American politician (1901–1960)

Dorothy May Satti ( Heffernan; August 31, 1901 – September 28, 1960) was an American politician who served in the Connecticut House of Representatives from 1945 to 1947, representing the city of New London as a Democrat.

==Personal life==
Dorothy May Heffernan was born on August 31, 1901, in Brooklyn, New York. She was a graduate of Erasmus Hall High School and of Adelphi University, where she earned a bachelor's degree in 1923. She did postgraduate research at Columbia University and worked as a schoolteacher before marrying politician and physician C. John Satti, who would later serve as secretary of the state of Connecticut.
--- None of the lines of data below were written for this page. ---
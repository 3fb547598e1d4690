//! The contract between this crate and the platform's Bluetooth driver.
//!
//! A driver implements [`Transport`] for adapter-wide primitives (scanning,
//! opening links, the connection registry, readiness queries) and [`Link`]
//! for the primitives of one open GATT connection. Every request returns as
//! soon as it has been handed to the radio; its outcome arrives later through
//! the [`GattCallback`] or [`ScanCallback`] the request was issued with.
//!
//! Drivers must only ever call the callbacks, never block on them. The
//! callbacks themselves never block and never call back into the driver.

use std::fmt::{Display, Formatter};

use num_derive::FromPrimitive;
use num_traits::FromPrimitive;
use serde::{Deserialize, Serialize};
use thiserror::Error;
use tokio::sync::mpsc;
use uuid::Uuid;

use crate::gatt::{Characteristic, Descriptor};
use crate::Address;

pub use crate::session::GattCallback;

#[cfg(test)]
pub(crate) mod fake;

/// Why the driver refused to issue a request.
#[derive(Error, Debug, Clone, PartialEq, Eq)]
pub enum TransportError {
    /// The driver returned `false` for the request, e.g. because another
    /// request is still in flight or the link is gone.
    #[error("the request was rejected")]
    Rejected,
    /// The platform denied the call for lack of permissions.
    #[error("permission denied: {:?}", missing)]
    PermissionDenied { missing: Vec<Permission> },
    /// The radio is off or otherwise unavailable.
    #[error("the adapter is unavailable")]
    AdapterUnavailable,
    /// Anything else the driver wants to report.
    #[error("{}", message)]
    Other { message: String },
}

pub type Request = std::result::Result<(), TransportError>;

/// Runtime permissions gating Bluetooth use.
#[derive(Debug, Copy, Clone, Eq, PartialEq, Hash, Serialize, Deserialize)]
pub enum Permission {
    BluetoothScan,
    BluetoothConnect,
    FineLocation,
    CoarseLocation,
}

impl Display for Permission {
    fn fmt(&self, f: &mut Formatter<'_>) -> std::fmt::Result {
        let name = match self {
            Permission::BluetoothScan => "BLUETOOTH_SCAN",
            Permission::BluetoothConnect => "BLUETOOTH_CONNECT",
            Permission::FineLocation => "ACCESS_FINE_LOCATION",
            Permission::CoarseLocation => "ACCESS_COARSE_LOCATION",
        };
        f.write_str(name)
    }
}

/// Link states as reported by the driver.
#[repr(u8)]
#[derive(Debug, Copy, Clone, Eq, PartialEq, FromPrimitive)]
pub enum LinkState {
    Disconnected = 0,
    Connecting = 1,
    Connected = 2,
    Disconnecting = 3,
}

impl LinkState {
    /// Decodes a raw driver state. Anything unrecognised counts as
    /// disconnected.
    pub fn from_code(code: u8) -> Self {
        FromPrimitive::from_u8(code).unwrap_or(LinkState::Disconnected)
    }
}

/// ATT / GATT status codes carried by every completion callback.
#[repr(u16)]
#[derive(Debug, Copy, Clone, Eq, PartialEq, FromPrimitive)]
pub enum GattStatus {
    Success = 0x0000,
    InvalidHandle = 0x0001,
    ReadNotPermitted = 0x0002,
    WriteNotPermitted = 0x0003,
    InvalidPdu = 0x0004,
    InsufficientAuthentication = 0x0005,
    RequestNotSupported = 0x0006,
    InvalidOffset = 0x0007,
    InsufficientAuthorization = 0x0008,
    PrepareQueueFull = 0x0009,
    AttributeNotFound = 0x000a,
    AttributeNotLong = 0x000b,
    InsufficientEncryptionKeySize = 0x000c,
    InvalidAttributeLength = 0x000d,
    UnlikelyError = 0x000e,
    InsufficientEncryption = 0x000f,
    UnsupportedGroupType = 0x0010,
    InsufficientResources = 0x0011,
    Error = 0x0085,
    ConnectionCongested = 0x008f,
    ConnectionTimeout = 0x0093,
    Failure = 0x0101,
}

impl GattStatus {
    pub fn from_code(code: u16) -> Option<Self> {
        FromPrimitive::from_u16(code)
    }
}

pub const GATT_SUCCESS: u16 = GattStatus::Success as u16;

pub fn is_success(status: u16) -> bool {
    status == GATT_SUCCESS
}

/// Renders a status code with its name when it is a known one.
pub fn describe_status(status: u16) -> String {
    match GattStatus::from_code(status) {
        Some(known) => format!("{:?} (0x{:04x})", known, status),
        None => format!("0x{:04x}", status),
    }
}

/// How aggressively the radio should scan.
#[derive(Debug, Copy, Clone, Eq, PartialEq, Default, Serialize, Deserialize)]
pub enum ScanMode {
    LowPower,
    #[default]
    Balanced,
    LowLatency,
}

#[derive(Debug, Clone, Eq, PartialEq, Default, Serialize, Deserialize)]
pub struct ScanSettings {
    pub mode: ScanMode,
}

/// One scan filter; a result is reported when it matches any filter. Every
/// criterion that is set on a filter must match.
#[derive(Debug, Clone, Eq, PartialEq, Default)]
pub struct ScanFilter {
    pub service_uuid: Option<Uuid>,
    pub address: Option<Address>,
    pub name: Option<String>,
}

impl ScanFilter {
    pub fn service(uuid: Uuid) -> Self {
        ScanFilter {
            service_uuid: Some(uuid),
            ..Default::default()
        }
    }

    pub fn matches(&self, result: &ScanResult) -> bool {
        self.service_uuid
            .map_or(true, |uuid| result.service_uuids.contains(&uuid))
            && self.address.map_or(true, |a| a == result.address)
            && self
                .name
                .as_ref()
                .map_or(true, |n| result.name.as_ref() == Some(n))
    }
}

#[derive(Debug, Clone, Eq, PartialEq)]
pub struct ScanResult {
    pub address: Address,
    pub name: Option<String>,
    pub rssi: i16,
    pub service_uuids: Vec<Uuid>,
}

#[derive(Debug, Clone, Eq, PartialEq)]
pub(crate) enum ScanEvent {
    Result(ScanResult),
    Failed(i32),
}

/// Identifies a running scan so that it can be stopped.
#[derive(Debug, Copy, Clone, Eq, PartialEq, Hash)]
pub struct ScanId(pub u64);

/// Where the driver reports results for one scan.
#[derive(Debug, Clone)]
pub struct ScanCallback {
    id: ScanId,
    tx: mpsc::UnboundedSender<ScanEvent>,
}

impl ScanCallback {
    pub(crate) fn new(id: ScanId) -> (Self, mpsc::UnboundedReceiver<ScanEvent>) {
        let (tx, rx) = mpsc::unbounded_channel();
        (ScanCallback { id, tx }, rx)
    }

    pub fn id(&self) -> ScanId {
        self.id
    }

    pub fn on_scan_result(&self, result: ScanResult) {
        // the scan may already have been cancelled
        let _ = self.tx.send(ScanEvent::Result(result));
    }

    pub fn on_batch_scan_results(&self, results: Vec<ScanResult>) {
        for result in results {
            self.on_scan_result(result);
        }
    }

    pub fn on_scan_failed(&self, code: i32) {
        let _ = self.tx.send(ScanEvent::Failed(code));
    }
}

/// Adapter-wide primitives.
pub trait Transport: Send + Sync + 'static {
    fn is_adapter_enabled(&self) -> bool;

    fn is_location_enabled(&self) -> bool;

    /// The platform API level; decides which permissions scanning needs and
    /// whether location services matter at all.
    fn platform_version(&self) -> u32;

    /// Returns the subset of `permissions` that has not been granted.
    fn missing_permissions(&self, permissions: &[Permission]) -> Vec<Permission>;

    fn device_name(&self, address: Address) -> Result<Option<String>, TransportError>;

    fn start_scan(
        &self,
        filters: &[ScanFilter],
        settings: &ScanSettings,
        callback: ScanCallback,
    ) -> Request;

    fn stop_scan(&self, scan: ScanId) -> Request;

    /// Opens a link to `address`. The returned handle is live immediately;
    /// whether the connection succeeds is reported through `callback`.
    fn connect(
        &self,
        address: Address,
        auto_connect: bool,
        callback: GattCallback,
    ) -> Result<Box<dyn Link>, TransportError>;

    /// The driver's own view of the link to `address`, independent of any
    /// state cached by this crate.
    fn connection_state(&self, address: Address) -> Result<LinkState, TransportError>;

    fn connected_devices(&self) -> Result<Vec<Address>, TransportError>;
}

/// Primitives of one open GATT link.
pub trait Link: Send + Sync + 'static {
    fn address(&self) -> Address;

    fn discover_services(&self) -> Request;

    fn read_characteristic(&self, characteristic: &Characteristic) -> Request;

    fn write_characteristic(&self, characteristic: &Characteristic, value: &[u8]) -> Request;

    fn read_descriptor(&self, descriptor: &Descriptor) -> Request;

    fn write_descriptor(&self, descriptor: &Descriptor, value: &[u8]) -> Request;

    /// Turns local delivery of notifications for `characteristic` on or off.
    /// This does not talk to the peripheral.
    fn set_characteristic_notification(
        &self,
        characteristic: &Characteristic,
        enable: bool,
    ) -> Request;

    fn request_mtu(&self, mtu: u16) -> Request;

    fn disconnect(&self) -> Request;

    /// Releases the link. No callbacks are delivered afterwards.
    fn close(&self);
}

#[cfg(test)]
mod tests {
    use super::*;

    #[test]
    pub fn status_names() {
        assert_eq!(describe_status(0), "Success (0x0000)");
        assert_eq!(describe_status(0x85), "Error (0x0085)");
        assert_eq!(describe_status(0x1234), "0x1234");
        assert!(is_success(GATT_SUCCESS));
        assert!(!is_success(133));
    }

    #[test]
    pub fn unknown_link_state_is_disconnected() {
        assert_eq!(LinkState::from_code(2), LinkState::Connected);
        assert_eq!(LinkState::from_code(42), LinkState::Disconnected);
    }

    #[test]
    pub fn scan_filter_matching() {
        let hr = crate::util::uuid_from_u16(0x180d);
        let result = ScanResult {
            address: Address::new([1, 2, 3, 4, 5, 6]),
            name: Some("Polar H10".to_owned()),
            rssi: -60,
            service_uuids: vec![hr],
        };

        assert!(ScanFilter::service(hr).matches(&result));
        assert!(!ScanFilter::service(crate::util::uuid_from_u16(0x180f)).matches(&result));
        assert!(ScanFilter::default().matches(&result));
        assert!(!ScanFilter {
            name: Some("other".to_owned()),
            ..Default::default()
        }
        .matches(&result));
    }
}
The two were married in New York on June 25, 1925, and subsequently moved to New London, Connecticut. They had four children.

==Political career==
A Democrat, Satti was elected to the Connecticut House of Representatives in 1944, and she served one term representing the city of New London alongside fellow Democrat Perry Shafner. She did not run for reelection in 1946, instead campaigning for the 18th district of the Connecticut State Senate. Satti's campaign was unsuccessful, and she was defeated by Republican candidate Robert P. Anderson.

==Death==
Satti died of a cerebral embolism on September 28, 1960, at her summer home in Oswegatchie, New York. She was 59.